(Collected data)
* * * * * * *

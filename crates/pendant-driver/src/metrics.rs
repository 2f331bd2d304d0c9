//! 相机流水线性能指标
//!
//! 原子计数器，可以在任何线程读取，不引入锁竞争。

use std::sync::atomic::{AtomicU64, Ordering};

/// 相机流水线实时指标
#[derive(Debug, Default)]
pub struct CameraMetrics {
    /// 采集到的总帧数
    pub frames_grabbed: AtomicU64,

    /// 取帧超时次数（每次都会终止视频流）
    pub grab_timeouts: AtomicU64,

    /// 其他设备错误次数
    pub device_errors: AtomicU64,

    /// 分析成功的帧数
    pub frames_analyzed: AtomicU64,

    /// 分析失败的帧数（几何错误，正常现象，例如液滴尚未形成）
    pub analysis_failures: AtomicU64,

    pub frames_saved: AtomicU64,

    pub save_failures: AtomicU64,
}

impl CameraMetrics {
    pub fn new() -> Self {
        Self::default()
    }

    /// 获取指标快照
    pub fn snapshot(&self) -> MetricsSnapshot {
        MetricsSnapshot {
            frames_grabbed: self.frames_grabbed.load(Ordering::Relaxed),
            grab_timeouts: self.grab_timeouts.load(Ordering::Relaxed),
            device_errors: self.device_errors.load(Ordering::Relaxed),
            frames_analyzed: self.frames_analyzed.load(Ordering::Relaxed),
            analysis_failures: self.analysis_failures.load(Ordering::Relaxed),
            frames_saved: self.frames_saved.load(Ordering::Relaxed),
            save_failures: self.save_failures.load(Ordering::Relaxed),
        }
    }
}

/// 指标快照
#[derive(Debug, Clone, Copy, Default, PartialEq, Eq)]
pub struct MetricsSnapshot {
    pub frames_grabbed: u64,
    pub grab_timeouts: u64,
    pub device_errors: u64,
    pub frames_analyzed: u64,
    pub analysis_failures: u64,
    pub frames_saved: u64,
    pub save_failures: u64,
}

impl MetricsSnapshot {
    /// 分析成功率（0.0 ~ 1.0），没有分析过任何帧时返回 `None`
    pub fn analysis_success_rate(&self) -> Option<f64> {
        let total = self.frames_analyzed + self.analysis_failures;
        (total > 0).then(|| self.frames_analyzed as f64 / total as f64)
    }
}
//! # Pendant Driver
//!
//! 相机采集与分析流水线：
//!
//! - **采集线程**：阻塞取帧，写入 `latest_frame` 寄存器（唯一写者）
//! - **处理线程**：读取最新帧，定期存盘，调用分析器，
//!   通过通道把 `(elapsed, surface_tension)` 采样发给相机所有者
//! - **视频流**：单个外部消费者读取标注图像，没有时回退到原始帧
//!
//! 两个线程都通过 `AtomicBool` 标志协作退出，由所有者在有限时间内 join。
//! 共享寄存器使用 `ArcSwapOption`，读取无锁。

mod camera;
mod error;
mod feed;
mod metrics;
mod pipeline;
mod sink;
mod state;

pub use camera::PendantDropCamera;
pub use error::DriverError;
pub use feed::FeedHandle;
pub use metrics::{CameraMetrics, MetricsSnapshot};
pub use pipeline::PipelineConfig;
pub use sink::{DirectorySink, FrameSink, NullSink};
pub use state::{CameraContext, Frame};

* * * * * * *

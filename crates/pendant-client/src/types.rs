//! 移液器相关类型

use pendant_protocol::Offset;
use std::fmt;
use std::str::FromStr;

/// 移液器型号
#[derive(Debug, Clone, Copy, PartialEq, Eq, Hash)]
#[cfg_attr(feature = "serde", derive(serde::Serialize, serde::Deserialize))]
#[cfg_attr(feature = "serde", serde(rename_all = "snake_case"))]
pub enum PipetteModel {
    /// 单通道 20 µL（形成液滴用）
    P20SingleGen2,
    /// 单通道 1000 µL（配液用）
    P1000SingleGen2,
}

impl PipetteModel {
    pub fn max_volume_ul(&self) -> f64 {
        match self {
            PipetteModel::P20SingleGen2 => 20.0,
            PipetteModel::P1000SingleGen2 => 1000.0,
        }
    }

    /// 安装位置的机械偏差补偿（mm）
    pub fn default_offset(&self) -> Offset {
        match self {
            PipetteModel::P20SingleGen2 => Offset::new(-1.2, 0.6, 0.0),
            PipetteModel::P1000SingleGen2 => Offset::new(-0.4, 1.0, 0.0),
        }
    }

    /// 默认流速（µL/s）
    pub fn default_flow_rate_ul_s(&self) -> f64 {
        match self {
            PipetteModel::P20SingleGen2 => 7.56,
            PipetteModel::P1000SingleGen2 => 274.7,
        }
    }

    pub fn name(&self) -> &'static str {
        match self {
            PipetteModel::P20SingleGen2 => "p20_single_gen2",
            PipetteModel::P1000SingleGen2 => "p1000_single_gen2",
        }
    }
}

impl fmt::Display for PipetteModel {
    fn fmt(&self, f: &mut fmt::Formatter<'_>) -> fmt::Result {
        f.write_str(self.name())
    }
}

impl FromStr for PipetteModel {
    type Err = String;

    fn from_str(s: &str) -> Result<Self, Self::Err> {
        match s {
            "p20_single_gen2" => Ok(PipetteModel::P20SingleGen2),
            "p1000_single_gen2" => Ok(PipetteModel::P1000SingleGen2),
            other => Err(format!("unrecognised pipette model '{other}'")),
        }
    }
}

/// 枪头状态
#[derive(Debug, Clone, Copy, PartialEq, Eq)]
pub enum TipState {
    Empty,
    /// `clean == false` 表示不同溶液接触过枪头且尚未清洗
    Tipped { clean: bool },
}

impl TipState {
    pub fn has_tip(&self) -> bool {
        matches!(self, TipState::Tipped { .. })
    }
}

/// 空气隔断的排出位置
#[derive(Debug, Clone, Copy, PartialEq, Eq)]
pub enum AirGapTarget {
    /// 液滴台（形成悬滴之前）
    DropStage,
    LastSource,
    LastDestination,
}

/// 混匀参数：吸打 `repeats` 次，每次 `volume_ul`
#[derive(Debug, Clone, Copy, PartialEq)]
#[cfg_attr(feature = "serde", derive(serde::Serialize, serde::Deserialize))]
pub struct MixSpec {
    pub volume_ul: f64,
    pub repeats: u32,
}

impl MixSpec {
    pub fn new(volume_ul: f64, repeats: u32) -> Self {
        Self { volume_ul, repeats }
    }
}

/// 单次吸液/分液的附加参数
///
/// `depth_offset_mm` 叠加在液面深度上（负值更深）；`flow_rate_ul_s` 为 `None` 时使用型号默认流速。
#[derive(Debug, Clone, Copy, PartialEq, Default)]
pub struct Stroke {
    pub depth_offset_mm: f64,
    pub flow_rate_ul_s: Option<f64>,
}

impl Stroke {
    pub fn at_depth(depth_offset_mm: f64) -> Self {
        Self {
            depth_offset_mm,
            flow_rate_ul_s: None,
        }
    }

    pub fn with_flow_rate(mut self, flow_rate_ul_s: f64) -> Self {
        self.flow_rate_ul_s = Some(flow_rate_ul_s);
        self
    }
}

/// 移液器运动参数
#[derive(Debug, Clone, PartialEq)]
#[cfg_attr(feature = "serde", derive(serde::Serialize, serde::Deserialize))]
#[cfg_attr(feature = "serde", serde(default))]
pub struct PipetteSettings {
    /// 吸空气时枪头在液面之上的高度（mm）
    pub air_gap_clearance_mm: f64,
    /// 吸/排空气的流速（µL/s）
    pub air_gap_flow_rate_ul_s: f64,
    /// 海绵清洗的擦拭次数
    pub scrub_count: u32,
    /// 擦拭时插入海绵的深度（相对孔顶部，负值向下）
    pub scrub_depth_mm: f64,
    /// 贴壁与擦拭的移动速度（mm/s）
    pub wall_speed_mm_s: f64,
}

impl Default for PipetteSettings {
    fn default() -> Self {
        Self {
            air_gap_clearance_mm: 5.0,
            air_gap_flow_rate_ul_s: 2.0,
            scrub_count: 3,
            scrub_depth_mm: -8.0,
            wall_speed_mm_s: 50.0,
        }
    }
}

* * * * * * *

Where a line above contains the string "Relaxed", copy that line.

            frames_grabbed: self.frames_grabbed.load(Ordering::Relaxed),
            grab_timeouts: self.grab_timeouts.load(Ordering::Relaxed),
            device_errors: self.device_errors.load(Ordering::Relaxed),
            frames_analyzed: self.frames_analyzed.load(Ordering::Relaxed),
            analysis_failures: self.analysis_failures.load(Ordering::Relaxed),
            frames_saved: self.frames_saved.load(Ordering::Relaxed),
            save_failures: self.save_failures.load(Ordering::Relaxed),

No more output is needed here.